Fig. 5: Density functional theory (DFT) calculations for 1L WSe₂ and nitrophenyl (NPh) oligomers.

The band structure calculations presented here assume a 1% biaxial tensile strain for the 1L WSe₂ substrate. The Fermi energy (E_F) is set to the energy of valence band maximum (VBM). a Pristine, defect-free 1L WSe₂. Here, blue: electronic bands from WSe₂, purple: spin–orbit split bands of WSe₂ that are closest to the VBM and conduction band maximum (CBM) band edges. b 1L WSe₂ with a physisorbed NPh 3-ring oligomer. The real-space distribution of the density of states shows that the valence band maximum retains the WSe₂ character while the lowest energy of the weakly dispersive mid-gap states near the conduction band minimum (CBM) are localized at the NPh oligomer, suggesting the formation of a type-II heterojunction.
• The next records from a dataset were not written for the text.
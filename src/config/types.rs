// Copyright 2025 Lablup Inc. and Jeongkyu Shin
//
// Licensed under the Apache License, Version 2.0 (the "License");
// you may not use this file except in compliance with the License.
// You may obtain a copy of the License at
//
//     http://www.apache.org/licenses/LICENSE-2.0
//
// Unless required by applicable law or agreed to in writing, software
// distributed under the License is distributed on an "AS IS" BASIS,
// WITHOUT WARRANTIES OR CONDITIONS OF ANY KIND, either express or implied.
// See the License for the specific language governing permissions and
// limitations under the License.

use std::path::PathBuf;
use std::time::Duration;
use zeroize::Zeroizing;

use super::credentials::Credentials;
use crate::command::format_command;
use crate::executor::OutputSink;
use crate::host::{Host, HostError};
use crate::ssh::StrictHostKeyChecking;

/// Everything a run needs besides the host list.
#[derive(Clone)]
pub struct RunConfig {
    pub user: Option<String>,
    pub password: Option<Zeroizing<String>>,
    pub key_file: Option<PathBuf>,
    /// Command or script body.
    pub cmd: String,
    /// Script invocation; empty means `cmd` runs as-is.
    pub args: String,
    pub output: OutputSink,
    /// Serial mode answers `Stop` when a host has not shaken hands in time.
    pub ready_timeout: Option<Duration>,
    /// A host's session is abandoned after this long.
    pub host_timeout: Option<Duration>,
    /// Parent of the parallel scratch directory.
    pub tmp_root: PathBuf,
    pub strict_mode: StrictHostKeyChecking,
}

impl RunConfig {
    pub fn new(cmd: impl Into<String>) -> Self {
        Self {
            user: None,
            password: None,
            key_file: None,
            cmd: cmd.into(),
            args: String::new(),
            output: OutputSink::stdout(),
            ready_timeout: None,
            host_timeout: None,
            tmp_root: std::env::temp_dir(),
            strict_mode: StrictHostKeyChecking::default(),
        }
    }

    pub fn with_args(mut self, args: impl Into<String>) -> Self {
        self.args = args.into();
        self
    }

    pub fn with_output(mut self, output: OutputSink) -> Self {
        self.output = output;
        self
    }

    pub fn with_user(mut self, user: Option<String>) -> Self {
        self.user = user;
        self
    }

    pub fn with_key_file(mut self, key_file: Option<PathBuf>) -> Self {
        self.key_file = key_file;
        self
    }

    pub fn with_password(mut self, password: Option<Zeroizing<String>>) -> Self {
        self.password = password;
        self
    }

    pub fn with_timeouts(
        mut self,
        ready_timeout: Option<Duration>,
        host_timeout: Option<Duration>,
    ) -> Self {
        self.ready_timeout = ready_timeout;
        self.host_timeout = host_timeout;
        self
    }

    pub fn with_tmp_root(mut self, tmp_root: impl Into<PathBuf>) -> Self {
        self.tmp_root = tmp_root.into();
        self
    }

    pub fn with_strict_mode(mut self, strict_mode: StrictHostKeyChecking) -> Self {
        self.strict_mode = strict_mode;
        self
    }

    /// Fill fields left unset on the command line from the credential file.
    pub fn merge_credentials(&mut self, credentials: &Credentials) {
        if self.user.is_none() {
            self.user = credentials.user.clone();
        }
        if self.key_file.is_none() {
            self.key_file = credentials.key_file.clone();
        }
        if self.password.is_none() {
            self.password = credentials.password.clone();
        }
    }

    /// The command as it will be sent to every host.
    pub fn formatted_command(&self) -> String {
        format_command(&self.cmd, &self.args)
    }

    /// Parse host specs, attaching this configuration's credentials.
    pub fn resolve_hosts(&self, specs: &[String]) -> Result<Vec<Host>, HostError> {
        specs
            .iter()
            .map(|spec| {
                Host::parse(spec, self.user.as_deref()).map(|host| {
                    host.with_password(self.password.clone())
                        .with_key_file(self.key_file.clone())
                })
            })
            .collect()
    }
}

impl std::fmt::Debug for RunConfig {
    fn fmt(&self, f: &mut std::fmt::Formatter<'_>) -> std::fmt::Result {
        f.debug_struct("RunConfig")
            .field("user", &self.user)
            .field("password", &self.password.as_ref().map(|_| "<redacted>"))
            .field("key_file", &self.key_file)
            .field("cmd", &self.cmd)
            .field("args", &self.args)
            .field("ready_timeout", &self.ready_timeout)
            .field("host_timeout", &self.host_timeout)
            .field("tmp_root", &self.tmp_root)
            .field("strict_mode", &self.strict_mode)
            .finish()
    }
}
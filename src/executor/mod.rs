// Copyright 2025 Lablup Inc. and Jeongkyu Shin
//
// Licensed under the Apache License, Version 2.0 (the "License");
// you may not use this file except in compliance with the License.
// You may obtain a copy of the License at
//
//     http://www.apache.org/licenses/LICENSE-2.0
//
// Unless required by applicable law or agreed to in writing, software
// distributed under the License is distributed on an "AS IS" BASIS,
// WITHOUT WARRANTIES OR CONDITIONS OF ANY KIND, either express or implied.
// See the License for the specific language governing permissions and
// limitations under the License.

//! Run strategies that dispatch one command to many hosts.
//!
//! Both strategies drive sessions through the [`crate::manager::Manager`]
//! event bus. [`SerialExecutor`] visits hosts one at a time and streams their
//! output directly; [`ParallelExecutor`] runs all of them at once and merges
//! their captured output in host-list order.

mod error;
mod output;
mod parallel;
mod progress;
mod result_types;
mod scratch;
mod serial;
mod session;

pub use error::RunError;
pub use output::{banner, OutputSink};
pub use parallel::{run_parallel, ParallelExecutor};
pub use result_types::{HostResult, RunSummary};
pub use scratch::ScratchDir;
pub use serial::{run_serial, SerialExecutor};
pub use session::{SessionExecutor, SessionFactory};
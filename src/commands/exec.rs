// Copyright 2025 Lablup Inc. and Jeongkyu Shin
//
// Licensed under the Apache License, Version 2.0 (the "License");
// you may not use this file except in compliance with the License.
// You may obtain a copy of the License at
//
//     http://www.apache.org/licenses/LICENSE-2.0
//
// Unless required by applicable law or agreed to in writing, software
// distributed under the License is distributed on an "AS IS" BASIS,
// WITHOUT WARRANTIES OR CONDITIONS OF ANY KIND, either express or implied.
// See the License for the specific language governing permissions and
// limitations under the License.

use tokio_util::sync::CancellationToken;

use crate::config::RunConfig;
use crate::executor::{run_parallel, run_serial, RunError, RunSummary, SessionFactory};
use crate::host::Host;

/// Run the configured command on `hosts`.
///
/// SIGINT and SIGTERM cancel the run: a parallel run removes its scratch
/// files first, a serial run stops its host in flight. Either way the
/// result is [`RunError::Interrupted`].
pub async fn execute_command(
    config: &RunConfig,
    hosts: Vec<Host>,
    parallel: bool,
    factory: &dyn SessionFactory,
) -> Result<RunSummary, RunError> {
    let cancel = CancellationToken::new();
    let watcher = tokio::spawn(cancel_on_signal(cancel.clone()));

    tracing::info!(
        "Running on {} host(s) {}",
        hosts.len(),
        if parallel { "in parallel" } else { "serially" }
    );

    let result = if parallel {
        run_parallel(config, hosts, factory, cancel).await
    } else {
        run_serial(config, hosts, factory, cancel).await
    };

    watcher.abort();
    result
}

/// Cancel `token` on the first interrupt or termination signal.
async fn cancel_on_signal(token: CancellationToken) {
    wait_for_signal().await;
    tracing::warn!("Received interrupt, cancelling run");
    token.cancel();
}

#[cfg(unix)]
async fn wait_for_signal() {
    use tokio::signal::unix::{signal, SignalKind};

    match signal(SignalKind::terminate()) {
        Ok(mut term) => {
            tokio::select! {
                _ = tokio::signal::ctrl_c() => {}
                _ = term.recv() => {}
            }
        }
        Err(e) => {
            tracing::warn!("Failed to install SIGTERM handler: {}", e);
            let _ = tokio::signal::ctrl_c().await;
        }
    }
}

#[cfg(not(unix))]
async fn wait_for_signal() {
    let _ = tokio::signal::ctrl_c().await;
}
// Copyright 2025 Lablup Inc. and Jeongkyu Shin
//
// Licensed under the Apache License, Version 2.0 (the "License");
// you may not use this file except in compliance with the License.
// You may obtain a copy of the License at
//
//     http://www.apache.org/licenses/LICENSE-2.0
//
// Unless required by applicable law or agreed to in writing, software
// distributed under the License is distributed on an "AS IS" BASIS,
// WITHOUT WARRANTIES OR CONDITIONS OF ANY KIND, either express or implied.
// See the License for the specific language governing permissions and
// limitations under the License.

use async_trait::async_trait;

use super::auth::auth_methods;
use super::client::Client;
use super::known_hosts::{get_check_method, ServerCheckMethod, StrictHostKeyChecking};
use crate::executor::{OutputSink, SessionExecutor, SessionFactory};
use crate::host::Host;
use crate::manager::{Admission, HostLink, HostOutcome};

/// Runs one command on one host over SSH.
pub struct SshSession {
    host: Host,
    command: String,
    output: OutputSink,
    link: HostLink,
    server_check: ServerCheckMethod,
}

impl SshSession {
    pub fn new(
        host: Host,
        command: String,
        output: OutputSink,
        link: HostLink,
        server_check: ServerCheckMethod,
    ) -> Self {
        Self {
            host,
            command,
            output,
            link,
            server_check,
        }
    }

    /// Record a host-local failure in its output and end the host.
    async fn fail(&self, reason: String) {
        tracing::warn!("{}: {}", self.host, reason);
        let note = format!("sesh: {}: {}\n", self.host.id, reason);
        if let Err(e) = self.output.write_all(note.as_bytes()).await {
            tracing::debug!("Could not write failure note for {}: {}", self.host, e);
        }
        self.link.end(HostOutcome::failed(reason));
    }
}

#[async_trait]
impl SessionExecutor for SshSession {
    async fn work(mut self: Box<Self>) -> anyhow::Result<()> {
        let client = match Client::connect(
            (self.host.hostname.as_str(), self.host.port),
            &self.host.username,
            auth_methods(&self.host),
            self.server_check,
        )
        .await
        {
            Ok(client) => client,
            Err(e) => {
                self.fail(e.to_string()).await;
                return Ok(());
            }
        };

        match self.link.begin().await {
            Ok(Admission::Continue) => {
                tracing::debug!("Running command on {}", self.host);
                match client.execute_streaming(&self.command, &self.output).await {
                    Ok(exit_status) => {
                        self.link.end(HostOutcome::Completed { exit_status });
                    }
                    Err(e) => self.fail(e.to_string()).await,
                }
            }
            Ok(Admission::Stop) => {
                tracing::debug!("{} told to stop", self.host);
                self.link.end(HostOutcome::Skipped);
            }
            Err(e) => {
                tracing::warn!("{} lost the controller: {}", self.host, e);
                self.link.end(HostOutcome::Skipped);
            }
        }

        if let Err(e) = client.disconnect().await {
            tracing::debug!("Disconnect from {} failed: {}", self.host, e);
        }
        Ok(())
    }
}

/// Builds [`SshSession`]s sharing one host key policy.
#[derive(Debug, Clone, Copy)]
pub struct SshSessionFactory {
    server_check: ServerCheckMethod,
}

impl SshSessionFactory {
    pub fn new(strict_mode: StrictHostKeyChecking) -> Self {
        Self {
            server_check: get_check_method(strict_mode),
        }
    }
}

impl SessionFactory for SshSessionFactory {
    fn create(
        &self,
        host: &Host,
        command: &str,
        output: OutputSink,
        link: HostLink,
    ) -> Box<dyn SessionExecutor> {
        Box::new(SshSession::new(
            host.clone(),
            command.to_string(),
            output,
            link,
            self.server_check,
        ))
    }
}

/// Open an interactive login shell on `host`, bypassing the event bus.
pub async fn sys_login(
    host: &Host,
    strict_mode: StrictHostKeyChecking,
) -> anyhow::Result<Option<u32>> {
    use anyhow::Context;

    let client = Client::connect(
        (host.hostname.as_str(), host.port),
        &host.username,
        auth_methods(host),
        get_check_method(strict_mode),
    )
    .await
    .with_context(|| format!("Failed to connect to {host}"))?;

    let status = client.sys_login().await;
    if let Err(e) = client.disconnect().await {
        tracing::debug!("Disconnect from {} failed: {}", host, e);
    }
    status
}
Although the change in the WSe₂ conduction bands is minimal, there is a finite coupling of the bands to the higher lying NPh orbitals, and thus the conduction bands near CBM are also colored in red. c 1L Wse₂ with a single mono-vacancy of Se, as a prototypical example of defects that can emit light with localized strain. The new mid-gap states near the CBM are localized at the defect site and are colored in green. d, Calculation for the combination of a Se mono-vacancy and NPh 3-ring oligomer. e Illustration of NPh oligomers physisorbed on the surface of 1L WSe₂. In a typical sample, the 4-NBD treatment results in a polydisperse mixture of NPh oligomer species. f Illustration of the quenching mechanism that results in a simplified SPE spectrum following 4-NBD treatment. The represented colors of the band in this illustration follow the color coding used in the calculation in (a–d). Black dashed arrow indicates NPh orbitals and WSe₂ defect states that are in resonance and can effectively quench the emission from these defects. The strain- and defect-trapped exciton thus only recombine radiatively from the available defect states with lower energy that are not quenched by the NPh states (red arrow).